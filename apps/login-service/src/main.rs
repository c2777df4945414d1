//! # Login Service サーバー
//!
//! メールアドレスとパスワードによる認証を担当する API サーバー。
//!
//! ## 役割
//!
//! - **パスワード認証**: DynamoDB の `users` テーブルに保存された
//!   認証情報 BLOB とのパスワード照合
//! - **ユーザー列挙の防止**: 失敗原因を問わず同一レスポンスを返す
//! - **タイミング攻撃対策**: ユーザー不存在時もダミー鍵導出を実行
//!
//! トークン発行・ユーザー登録・ロックアウト等は本サービスの責務外。
//!
//! ## 環境変数
//!
//! | 変数名 | 必須 | 説明 |
//! |--------|------|------|
//! | `HOST` | No | バインドアドレス（デフォルト: `0.0.0.0`） |
//! | `LOGIN_PORT` | **Yes** | ポート番号 |
//! | `USERS_TABLE` | No | ユーザーテーブル名（デフォルト: `users`） |
//! | `AWS_REGION` | No | AWS リージョン（デフォルト: `us-east-1`） |
//! | `DYNAMODB_ENDPOINT` | No | DynamoDB Local のエンドポイント |
//! | `LOG_FORMAT` | No | `json` または `pretty`（デフォルト: `pretty`） |
//!
//! ## 起動方法
//!
//! ```bash
//! # 開発環境（DynamoDB Local）
//! LOGIN_PORT=13001 DYNAMODB_ENDPOINT=http://localhost:8000 \
//!     cargo run -p carport-login-service
//!
//! # 本番環境
//! LOGIN_PORT=13001 LOG_FORMAT=json cargo run -p carport-login-service --release
//! ```

mod config;
mod error;
mod handler;
mod usecase;

use std::{net::SocketAddr, sync::Arc};

use axum::{Router, routing::get};
use carport_infra::{
    PasswordChecker,
    Pbkdf2PasswordChecker,
    dynamodb,
    repository::{DynamoDbUserRepository, UserRepository},
};
use carport_shared::observability::{TracingConfig, make_request_span};
use config::LoginConfig;
use handler::{LoginState, ReadinessState, health_check, login, readiness_check};
use tokio::net::TcpListener;
use tower_http::trace::TraceLayer;
use usecase::LoginUseCaseImpl;

/// Login Service サーバーのエントリーポイント
#[tokio::main]
async fn main() -> anyhow::Result<()> {
    // .env ファイルを読み込む（存在する場合）
    dotenvy::dotenv().ok();

    // トレーシング初期化
    let tracing_config = TracingConfig::from_env("login-service");
    carport_shared::observability::init_tracing(tracing_config);
    let _tracing_guard = tracing::info_span!("app", service = "login-service").entered();

    // 設定読み込み
    let config = LoginConfig::from_env().expect("設定の読み込みに失敗しました");

    tracing::info!(
        "Login Service サーバーを起動します: {}:{}",
        config.host,
        config.port
    );

    // DynamoDB クライアントを作成し、ユーザーテーブルを確認
    let client =
        dynamodb::create_client(&config.aws_region, config.dynamodb_endpoint.as_deref()).await;
    dynamodb::ensure_users_table(&client, &config.users_table)
        .await
        .expect("ユーザーテーブルの確認に失敗しました");
    tracing::info!("ユーザーストアに接続しました: {}", config.users_table);

    // Readiness Check 用 State（client が move される前に clone）
    let readiness_state = Arc::new(ReadinessState {
        client:      client.clone(),
        users_table: config.users_table.clone(),
    });

    // 依存コンポーネントを初期化
    let user_repository: Arc<dyn UserRepository> =
        Arc::new(DynamoDbUserRepository::new(client, config.users_table));
    let password_checker: Arc<dyn PasswordChecker> = Arc::new(Pbkdf2PasswordChecker::new());
    let login_usecase = LoginUseCaseImpl::new(user_repository, password_checker);
    let login_state = Arc::new(LoginState {
        usecase: Arc::new(login_usecase),
    });

    // ルーター構築
    let app = Router::new()
        .route("/health", get(health_check))
        .merge(
            Router::new()
                .route("/health/ready", get(readiness_check))
                .with_state(readiness_state),
        )
        .route("/login", get(login))
        .with_state(login_state)
        .layer(TraceLayer::new_for_http().make_span_with(make_request_span));

    let addr: SocketAddr = format!("{}:{}", config.host, config.port)
        .parse()
        .expect("アドレスのパースに失敗しました");

    let listener = TcpListener::bind(addr).await?;
    tracing::info!("Login Service サーバーが起動しました: {}", addr);

    axum::serve(listener, app).await?;

    Ok(())
}
//! # パスワード検証
//!
//! PBKDF2-HMAC-SHA256 によるパスワード検証を提供する。
//!
//! ## 検証手順
//!
//! 1. 認証情報 BLOB をデコードし、ソルト・反復回数・保存ハッシュを取り出す
//! 2. 入力パスワードから保存ハッシュと同じ長さの鍵を導出する
//! 3. 導出結果と保存ハッシュを定数時間で比較する
//!
//! 比較には `subtle` を使用し、最初の不一致バイトで打ち切らない。
//! タイミング差からハッシュ内容を推測されることを防ぐ。

use carport_domain::{
    credential::{CredentialBlob, StoredCredential},
    password::{PasswordVerifyResult, PlainPassword},
};
use pbkdf2::pbkdf2_hmac;
use sha2::Sha256;
use subtle::ConstantTimeEq as _;

use crate::InfraError;

/// パスワード検証を担当するトレイト
pub trait PasswordChecker: Send + Sync {
    /// パスワードを認証情報 BLOB と照合する
    ///
    /// # Errors
    ///
    /// - BLOB が規定のレイアウトにデコードできない場合
    fn verify(
        &self,
        password: &PlainPassword,
        credential: &CredentialBlob,
    ) -> Result<PasswordVerifyResult, InfraError>;
}

/// 入力パスワードから鍵を導出する
///
/// PBKDF2-HMAC-SHA256 で `hash_len` バイトの鍵を導出する。
/// 同じ入力に対して常に同じ結果を返す（決定的）。
pub fn derive_hash(
    password: &PlainPassword,
    salt: &[u8],
    iterations: u32,
    hash_len: usize,
) -> Vec<u8> {
    let mut out = vec![0u8; hash_len];
    pbkdf2_hmac::<Sha256>(password.as_str().as_bytes(), salt, iterations, &mut out);
    out
}

/// PBKDF2 によるパスワード検証の実装
///
/// 保存ハッシュの導出パラメータ（ソルト・反復回数・ハッシュ長）は
/// 認証情報 BLOB 側が持つため、このチェッカー自体は状態を持たない。
pub struct Pbkdf2PasswordChecker;

impl Pbkdf2PasswordChecker {
    pub fn new() -> Self {
        Self
    }
}

impl Default for Pbkdf2PasswordChecker {
    fn default() -> Self {
        Self::new()
    }
}

impl PasswordChecker for Pbkdf2PasswordChecker {
    fn verify(
        &self,
        password: &PlainPassword,
        credential: &CredentialBlob,
    ) -> Result<PasswordVerifyResult, InfraError> {
        let stored = StoredCredential::decode(credential)
            .map_err(|e| InfraError::unexpected(format!("認証情報の復号に失敗: {e}")))?;

        let derived = derive_hash(
            password,
            stored.salt(),
            stored.iterations(),
            stored.hash().len(),
        );

        // 定数時間比較（最初の不一致バイトで打ち切らない）
        let matched: bool = derived.ct_eq(stored.hash()).into();

        Ok(PasswordVerifyResult::from(matched))
    }
}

__WHAT YOU ARE ASKED TO DO__. The answer consists of the whole listing, restated exactly.

__SOLUTION TO THIS EXERCISE__.
filename apps/login-service/src/main.rs
repository c2777df4945414d1
//! # Login Service サーバー
//!
//! メールアドレスとパスワードによる認証を担当する API サーバー。
//!
//! ## 役割
//!
//! - **パスワード認証**: DynamoDB の `users` テーブルに保存された
//!   認証情報 BLOB とのパスワード照合
//! - **ユーザー列挙の防止**: 失敗原因を問わず同一レスポンスを返す
//! - **タイミング攻撃対策**: ユーザー不存在時もダミー鍵導出を実行
//!
//! トークン発行・ユーザー登録・ロックアウト等は本サービスの責務外。
//!
//! ## 環境変数
//!
//! | 変数名 | 必須 | 説明 |
//! |--------|------|------|
//! | `HOST` | No | バインドアドレス（デフォルト: `0.0.0.0`） |
//! | `LOGIN_PORT` | **Yes** | ポート番号 |
//! | `USERS_TABLE` | No | ユーザーテーブル名（デフォルト: `users`） |
//! | `AWS_REGION` | No | AWS リージョン（デフォルト: `us-east-1`） |
//! | `DYNAMODB_ENDPOINT` | No | DynamoDB Local のエンドポイント |
//! | `LOG_FORMAT` | No | `json` または `pretty`（デフォルト: `pretty`） |
//!
//! ## 起動方法
//!
//! ```bash
//! # 開発環境（DynamoDB Local）
//! LOGIN_PORT=13001 DYNAMODB_ENDPOINT=http://localhost:8000 \
//!     cargo run -p carport-login-service
//!
//! # 本番環境
//! LOGIN_PORT=13001 LOG_FORMAT=json cargo run -p carport-login-service --release
//! ```

mod config;
mod error;
mod handler;
mod usecase;

use std::{net::SocketAddr, sync::Arc};

use axum::{Router, routing::get};
use carport_infra::{
    PasswordChecker,
    Pbkdf2PasswordChecker,
    dynamodb,
    repository::{DynamoDbUserRepository, UserRepository},
};
use carport_shared::observability::{TracingConfig, make_request_span};
use config::LoginConfig;
use handler::{LoginState, ReadinessState, health_check, login, readiness_check};
use tokio::net::TcpListener;
use tower_http::trace::TraceLayer;
use usecase::LoginUseCaseImpl;

/// Login Service サーバーのエントリーポイント
#[tokio::main]
async fn main() -> anyhow::Result<()> {
    // .env ファイルを読み込む（存在する場合）
    dotenvy::dotenv().ok();

    // トレーシング初期化
    let tracing_config = TracingConfig::from_env("login-service");
    carport_shared::observability::init_tracing(tracing_config);
    let _tracing_guard = tracing::info_span!("app", service = "login-service").entered();

    // 設定読み込み
    let config = LoginConfig::from_env().expect("設定の読み込みに失敗しました");

    tracing::info!(
        "Login Service サーバーを起動します: {}:{}",
        config.host,
        config.port
    );

    // DynamoDB クライアントを作成し、ユーザーテーブルを確認
    let client =
        dynamodb::create_client(&config.aws_region, config.dynamodb_endpoint.as_deref()).await;
    dynamodb::ensure_users_table(&client, &config.users_table)
        .await
        .expect("ユーザーテーブルの確認に失敗しました");
    tracing::info!("ユーザーストアに接続しました: {}", config.users_table);

    // Readiness Check 用 State（client が move される前に clone）
    let readiness_state = Arc::new(ReadinessState {
        client:      client.clone(),
        users_table: config.users_table.clone(),
    });

    // 依存コンポーネントを初期化
    let user_repository: Arc<dyn UserRepository> =
        Arc::new(DynamoDbUserRepository::new(client, config.users_table));
    let password_checker: Arc<dyn PasswordChecker> = Arc::new(Pbkdf2PasswordChecker::new());
    let login_usecase = LoginUseCaseImpl::new(user_repository, password_checker);
    let login_state = Arc::new(LoginState {
        usecase: Arc::new(login_usecase),
    });

    // ルーター構築
    let app = Router::new()
        .route("/health", get(health_check))
        .merge(
            Router::new()
                .route("/health/ready", get(readiness_check))
                .with_state(readiness_state),
        )
        .route("/login", get(login))
        .with_state(login_state)
        .layer(TraceLayer::new_for_http().make_span_with(make_request_span));

    let addr: SocketAddr = format!("{}:{}", config.host, config.port)
        .parse()
        .expect("アドレスのパースに失敗しました");

    let listener = TcpListener::bind(addr).await?;
    tracing::info!("Login Service サーバーが起動しました: {}", addr);

    axum::serve(listener, app).await?;

    Ok(())
}
//! # パスワード検証
//!
//! PBKDF2-HMAC-SHA256 によるパスワード検証を提供する。
//!
//! ## 検証手順
//!
//! 1. 認証情報 BLOB をデコードし、ソルト・反復回数・保存ハッシュを取り出す
//! 2. 入力パスワードから保存ハッシュと同じ長さの鍵を導出する
//! 3. 導出結果と保存ハッシュを定数時間で比較する
//!
//! 比較には `subtle` を使用し、最初の不一致バイトで打ち切らない。
//! タイミング差からハッシュ内容を推測されることを防ぐ。

use carport_domain::{
    credential::{CredentialBlob, StoredCredential},
    password::{PasswordVerifyResult, PlainPassword},
};
use pbkdf2::pbkdf2_hmac;
use sha2::Sha256;
use subtle::ConstantTimeEq as _;

use crate::InfraError;

/// パスワード検証を担当するトレイト
pub trait PasswordChecker: Send + Sync {
    /// パスワードを認証情報 BLOB と照合する
    ///
    /// # Errors
    ///
    /// - BLOB が規定のレイアウトにデコードできない場合
    fn verify(
        &self,
        password: &PlainPassword,
        credential: &CredentialBlob,
    ) -> Result<PasswordVerifyResult, InfraError>;
}

/// 入力パスワードから鍵を導出する
///
/// PBKDF2-HMAC-SHA256 で `hash_len` バイトの鍵を導出する。
/// 同じ入力に対して常に同じ結果を返す（決定的）。
pub fn derive_hash(
    password: &PlainPassword,
    salt: &[u8],
    iterations: u32,
    hash_len: usize,
) -> Vec<u8> {
    let mut out = vec![0u8; hash_len];
    pbkdf2_hmac::<Sha256>(password.as_str().as_bytes(), salt, iterations, &mut out);
    out
}

/// PBKDF2 によるパスワード検証の実装
///
/// 保存ハッシュの導出パラメータ（ソルト・反復回数・ハッシュ長）は
/// 認証情報 BLOB 側が持つため、このチェッカー自体は状態を持たない。
pub struct Pbkdf2PasswordChecker;

impl Pbkdf2PasswordChecker {
    pub fn new() -> Self {
        Self
    }
}

impl Default for Pbkdf2PasswordChecker {
    fn default() -> Self {
        Self::new()
    }
}

impl PasswordChecker for Pbkdf2PasswordChecker {
    fn verify(
        &self,
        password: &PlainPassword,
        credential: &CredentialBlob,
    ) -> Result<PasswordVerifyResult, InfraError> {
        let stored = StoredCredential::decode(credential)
            .map_err(|e| InfraError::unexpected(format!("認証情報の復号に失敗: {e}")))?;

        let derived = derive_hash(
            password,
            stored.salt(),
            stored.iterations(),
            stored.hash().len(),
        );

        // 定数時間比較（最初の不一致バイトで打ち切らない）
        let matched: bool = derived.ct_eq(stored.hash()).into();

        Ok(PasswordVerifyResult::from(matched))
    }
}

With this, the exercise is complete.